By Jim Gibney (for Irish News)
In Ireland’s centuries long struggle for independence, exceptional men and women, heroes, emerged, which set them apart and around whom people rallied, inspired and motivated by them.
Ireland’s history is replete with people of renown, without whom the struggle for independence would have long been defeated.
If it is possible for one individual to embody the spirit, the dynamic, the duration and durability, the depth and complexity of the republican struggle over the last forty-five years then it is Bobby Storey, ‘Bob Mor’, big Bob, as he was known affectionately in republican circles.
Bob Mor’s unexpected passing last week sent shockwaves through activists and supporters of the Republican Movement in Ireland.
The loss to his partner Teresa, the love of his life and rock in recent years, and her children and grandchildren and Bobby’s own family is immeasurable. In Teresa’s company he glowed. His love and care for his late parents Bobby and Peggy his sister Geraldine and brother Brian, who has special needs, showed his great humanity.
Bobby was a towering figure in terms of height and his personality; he was 6’ 5” - a beacon with a big generous heart – money and material comforts were not a priority.
His close friend and comrade Gerry Kelly said: “Bobby took the marathon of life and ran it as a sprint.”
He was powerhouse, a human dynamo, irrepressible in pursuit of a united Ireland: “Why else would you bother getting out of bed in the morning,” he told a journalist.
He was a skilled and great listener and gave people space around him; a mentor and an adviser on many life and struggle related topics. He was patient with those who veered from the struggle and kept the political door open.
He used his own confidence to instil it in those he met especially republican activists. You left him feeling reassured, uplifted and confident whatever the challenge you faced – great reverence and loyalty were returned.
He was charismatic with a magnetic, charming and infectious personality; a caring nature which endeared people to him; men, women and especially children.
Bobby enveloped his personality in a quick-witted and bottomless, self-deprecating yet fluent sense of humour, assisted by his deft use of a speech impediment, which he applied in all sorts of circumstances, fraught and relaxed. A storyteller extraordinaire. A stand-up comedian in another life.
His lifelong friend John Pickering spoke of his recall and forensic mind - sharp, astute and keen, which analysed, computed and stored facts; which he employed during the conflict and the peace process.
He was hugely influential during both phases of the struggle; fearless, a problem-solver, he led from the front on all the big issues of our time: the IRA’s ceasefire, Sinn Féin’s entry to Stormont, support for policing and IRA decommissioning.
His span of service to the struggle covered practically all of the IRA’s armed campaign and the peace and political processes.

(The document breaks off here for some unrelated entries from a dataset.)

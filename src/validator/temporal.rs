use crate::{claims::ClaimSet, error::TokenError};
use chrono::{DateTime, Utc};

pub(super) fn validate_expiration(claims: &ClaimSet, now: &DateTime<Utc>) -> Result<(), TokenError> {
    if claims.is_expired_at(now) {
        Err(TokenError::TokenExpired)
    } else {
        Ok(())
    }
}
mod temporal;

#[cfg(test)]
mod tests;

use crate::{
    claims::ClaimSet,
    clock::{Clock, SystemClock},
    envelope::TokenDecoder,
    error::TokenError,
    signer::Signer,
};
use std::sync::Arc;
use tracing::debug;

/// A token validator.
///
/// Every check re-derives its verdict from the token string: there is no state kept between
/// calls other than the signer and clock.
#[derive(Clone)]
pub struct TokenValidator {
    signer: Arc<dyn Signer>,
    time_provider: Arc<dyn Clock>,
    decoder: TokenDecoder,
}

impl TokenValidator {
    /// Construct a new validator that checks signatures using the given signer.
    pub fn new(signer: Arc<dyn Signer>) -> Self {
        Self { signer, time_provider: Arc::new(SystemClock), decoder: Default::default() }
    }

    /// Use the given clock for expiration checks.
    pub fn with_clock(mut self, clock: Arc<dyn Clock>) -> Self {
        self.time_provider = clock;
        self
    }

    /// Set the maximum size a raw token can have.
    pub fn with_max_token_size(mut self, size: usize) -> Self {
        self.decoder.max_raw_token_size = size;
        self
    }

    /// The algorithm identifier tokens are expected to be signed with.
    pub fn algorithm(&self) -> &str {
        self.signer.algorithm()
    }

    /// Decode a token, checking its signature and expiration.
    pub fn decode(&self, token: &str) -> Result<ClaimSet, TokenError> {
        let claims = self.verify(token)?;
        let now = self.time_provider.now();
        temporal::validate_expiration(&claims, &now).inspect_err(|e| debug!(kind = %e.kind(), "Rejecting token: {e}"))?;
        Ok(claims)
    }

    /// Check whether the signature in a token is valid.
    ///
    /// Neither the header nor the payload are parsed, and expiration isn't checked. A token that
    /// isn't made up of three base64url segments is reported as malformed rather than invalid.
    pub fn signature_is_valid(&self, token: &str) -> Result<bool, TokenError> {
        let raw = self.decoder.decode(token)?;
        Ok(self.signer.verify(raw.signing_input().as_bytes(), raw.signature()))
    }

    /// Check whether a token is expired.
    ///
    /// The signature is validated first so the expiration of a forged token is never disclosed.
    pub fn token_is_expired(&self, token: &str) -> Result<bool, TokenError> {
        let claims = self.verify(token)?;
        Ok(claims.is_expired_at(&self.time_provider.now()))
    }

    // Decodes the token and checks its signature, but not its expiration.
    fn verify(&self, token: &str) -> Result<ClaimSet, TokenError> {
        self.try_verify(token).inspect_err(|e| debug!(kind = %e.kind(), "Rejecting token: {e}"))
    }

    fn try_verify(&self, token: &str) -> Result<ClaimSet, TokenError> {
        let raw = self.decoder.decode(token)?;

        // Nothing in the token is parsed before its signature is known to be good.
        if !self.signer.verify(raw.signing_input().as_bytes(), raw.signature()) {
            return Err(TokenError::InvalidSignature);
        }
        let header = raw.header()?;
        if header.algorithm != self.signer.algorithm() {
            return Err(TokenError::UnsupportedAlgorithm(header.algorithm));
        }
        Ok(raw.claims()?)
    }
}
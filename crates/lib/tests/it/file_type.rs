//! Classifier totality through the public API

use confvault::FileType;

#[test]
fn test_classifier_never_returns_unknown() {
    let names = [
        "",
        ".",
        "..",
        "a",
        ".hidden",
        "no_ext.",
        "x.json.bak",
        "x.bak.json",
        "weird.\u{1F600}",
        "double..dots",
        "UPPER.YAML",
        "spaces in name.txt",
    ];
    for name in names {
        assert_ne!(
            FileType::from_filename(name),
            FileType::Unknown,
            "{name:?} classified as unknown"
        );
    }
}

#[test]
fn test_classifier_matches_mapping() {
    let cases = [
        ("a.txt", FileType::Text),
        ("a.csv", FileType::Csv),
        ("a.json", FileType::Json),
        ("a.xml", FileType::Xml),
        ("a.yaml", FileType::Yaml),
        ("a.yml", FileType::Yaml),
        ("a.toml", FileType::Text),
        ("a.Json", FileType::Text),
        (".yml", FileType::Yaml),
        (".xml", FileType::Xml),
        ("a.", FileType::Text),
    ];
    for (name, expected) in cases {
        assert_eq!(FileType::from_filename(name), expected, "{name}");
    }
}

#[test]
fn test_wire_codes_are_stable() {
    assert_eq!(FileType::Unknown.code(), 0);
    assert_eq!(FileType::Text.code(), 1);
    assert_eq!(FileType::Csv.code(), 2);
    assert_eq!(FileType::Json.code(), 3);
    assert_eq!(FileType::Xml.code(), 4);
    assert_eq!(FileType::Yaml.code(), 5);
}
//! Core data types for the user store

use serde::{Deserialize, Serialize};

/// A registered user.
///
/// The credential hash stays inside the store and is never part of this
/// value.
#[derive(Clone, Debug, PartialEq, Eq, Serialize, Deserialize)]
pub struct User {
    /// Unique user identifier (login name and artifact owner)
    pub user_id: String,

    pub email: String,

    /// Display name
    pub name: String,

    /// Creation timestamp (milliseconds since Unix epoch)
    pub created_at: u64,

    /// Last update timestamp (milliseconds since Unix epoch)
    pub updated_at: u64,
}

He was part of the republican struggle when the use of arms dominated it and the consequences of war were all too present for republican activists: risk to life, arrest, interrogation centres, imprisonment, losing comrades.
He was in gaol for twenty years for his republican activities. His first time in prison was as a 17-year-old when he was interned in 1973. I recall seeing him in the company of John Pickering, Kieran Doherty and Joe McDonnell as they walked around Cage 3. He was frequently on remand, in Crumlin Road prison, in interrogation centres and spent time in prison in England charged with aiding the late Brian Keenan to escape.

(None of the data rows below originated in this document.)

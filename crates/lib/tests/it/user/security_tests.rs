//! Security tests: credential checks and secret storage
//!
//! Tests credential handling including:
//! - Authentication outcomes (match, mismatch, unknown user)
//! - Secret rotation through update_user
//! - Password edge cases (empty, unicode, case)
//! - Secrets never stored in clear

use confvault::ErrorKind;

use crate::helpers::*;

// ===== AUTHENTICATION OUTCOMES =====

#[tokio::test]
async fn test_authenticate_correct_secret() {
    let users = user_store_with_user("alice", "secret").await;
    assert!(users.authenticate_user("alice", "secret").await.unwrap());
}

#[tokio::test]
async fn test_authenticate_wrong_secret() {
    let users = user_store_with_user("alice", "secret").await;
    let err = users.authenticate_user("alice", "wrong").await.unwrap_err();
    assert_eq!(err.kind(), ErrorKind::InvalidCredential);
}

#[tokio::test]
async fn test_authenticate_unknown_user() {
    let users = user_store().await;
    let err = users.authenticate_user("ghost", "secret").await.unwrap_err();
    assert_eq!(err.kind(), ErrorKind::NotFound);
}

#[tokio::test]
async fn test_updated_secret_takes_effect() {
    let users = user_store_with_user("alice", "old").await;

    users
        .update_user("alice", "alice@example.com", "Alice", "new")
        .await
        .unwrap();

    let err = users.authenticate_user("alice", "old").await.unwrap_err();
    assert!(err.is_invalid_credential());
    assert!(users.authenticate_user("alice", "new").await.unwrap());
}

#[tokio::test]
async fn test_deleted_user_cannot_authenticate() {
    let users = user_store_with_user("alice", "secret").await;
    users.delete_user("alice").await.unwrap();

    let err = users.authenticate_user("alice", "secret").await.unwrap_err();
    assert!(err.is_not_found());
}

// ===== PASSWORD EDGE CASES =====

#[tokio::test]
async fn test_empty_password() {
    let users = user_store_with_user("alice", "").await;
    assert!(users.authenticate_user("alice", "").await.unwrap());
    assert!(users.authenticate_user("alice", " ").await.is_err());
}

#[tokio::test]
async fn test_case_sensitive_passwords() {
    let users = user_store_with_user("bob", "MyPassword").await;

    let result = users.authenticate_user("bob", "mypassword").await;
    assert!(result.is_err(), "Passwords should be case-sensitive");

    let result = users.authenticate_user("bob", "MYPASSWORD").await;
    assert!(result.is_err(), "Passwords should be case-sensitive");
}

#[tokio::test]
async fn test_unicode_in_password() {
    let password = "пароль密码🔐";
    let users = user_store_with_user("alice", password).await;
    assert!(users.authenticate_user("alice", password).await.unwrap());
}

// ===== STORAGE =====

#[tokio::test]
async fn test_secret_not_stored_in_clear() {
    let users = user_store_with_user("alice", "plaintext-secret").await;

    let (hash,): (String,) =
        sqlx::query_as("SELECT password_hash FROM users WHERE user_id = $1")
            .bind("alice")
            .fetch_one(users.database().pool())
            .await
            .unwrap();

    assert!(!hash.contains("plaintext-secret"));
    assert!(hash.starts_with("$argon2id$"));
}

#[tokio::test]
async fn test_users_are_isolated() {
    let users = user_store_with_user("alice", "alice-pw").await;
    users
        .add_user("bob", "bob@example.com", "Bob", "bob-pw")
        .await
        .unwrap();

    assert!(users.authenticate_user("alice", "bob-pw").await.is_err());
    assert!(users.authenticate_user("bob", "alice-pw").await.is_err());
    assert!(users.authenticate_user("bob", "bob-pw").await.unwrap());
}
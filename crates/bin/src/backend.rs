//! Database and store creation from settings.

use confvault::{
    ConfigStore, SqlDatabase,
    backend::{BackendKind, FileBackend, ObjectBackend},
};

use crate::settings::Settings;

/// Redact credentials from a PostgreSQL connection URL for safe logging
pub fn redact_postgres_url(url: &str) -> String {
    if let Ok(parsed) = url::Url::parse(url) {
        let mut redacted = parsed.clone();
        if !parsed.username().is_empty() {
            let _ = redacted.set_username("***");
        }
        if parsed.password().is_some() {
            let _ = redacted.set_password(Some("***"));
        }
        redacted.to_string()
    } else {
        "postgres://***@<unparsable-url>".to_string()
    }
}

/// A database URL that is safe to log.
pub fn display_database_url(url: &str) -> String {
    if url.starts_with("postgres://") || url.starts_with("postgresql://") {
        redact_postgres_url(url)
    } else {
        url.to_string()
    }
}

/// Connect to the database named by the settings
pub async fn open_database(settings: &Settings) -> Result<SqlDatabase, Box<dyn std::error::Error>> {
    let display_url = display_database_url(&settings.database_url);
    tracing::info!("Connecting to database at {}", display_url);

    match SqlDatabase::connect(&settings.database_url).await {
        Ok(db) => {
            tracing::info!("Connected to database successfully");
            Ok(db)
        }
        Err(e) => Err(format!("Failed to connect to database at {}: {}", display_url, e).into()),
    }
}

/// Create the configuration store for the selected backend
pub async fn create_config_store(
    settings: &Settings,
    db: &SqlDatabase,
) -> Result<ConfigStore, Box<dyn std::error::Error>> {
    match settings.backend_kind() {
        BackendKind::Object => {
            tracing::info!(
                "Using object backend with {} byte chunks",
                settings.chunk_size
            );
            Ok(ConfigStore::new(Box::new(
                ObjectBackend::new(db.clone()).with_chunk_size(settings.chunk_size),
            )))
        }
        BackendKind::File => {
            tracing::info!(
                "Using file backend at {}",
                settings.config_dir.display()
            );
            tokio::fs::create_dir_all(&settings.config_dir).await?;
            Ok(ConfigStore::new(Box::new(FileBackend::new(
                settings.config_dir.clone(),
            ))))
        }
    }
}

Brian and Bobby shared many characteristics – particularly a determined will.
He brought all his skills to bear on one of the biggest endeavours of his life – the great escape from the H-Blocks of Long Kesh in 1983.
Another friend and comrade, Eibhlin Glenholmes sent me a shortened version of Maya Angelou’s poem, ‘When Great Trees Fall’, in tribute to Bobby.
‘When great trees fall, rocks on distant hills shudder lions hunker down in tall grasses and even elephants lumber after safety…….
‘And when great souls die, after a period peace blooms, slowly and always irregularly. Spaces fill with a kind of soothing electric vibration. Our senses, restored, never to be the same, whisper to us. They existed. They existed. We can be. Be and be better. For they existed.’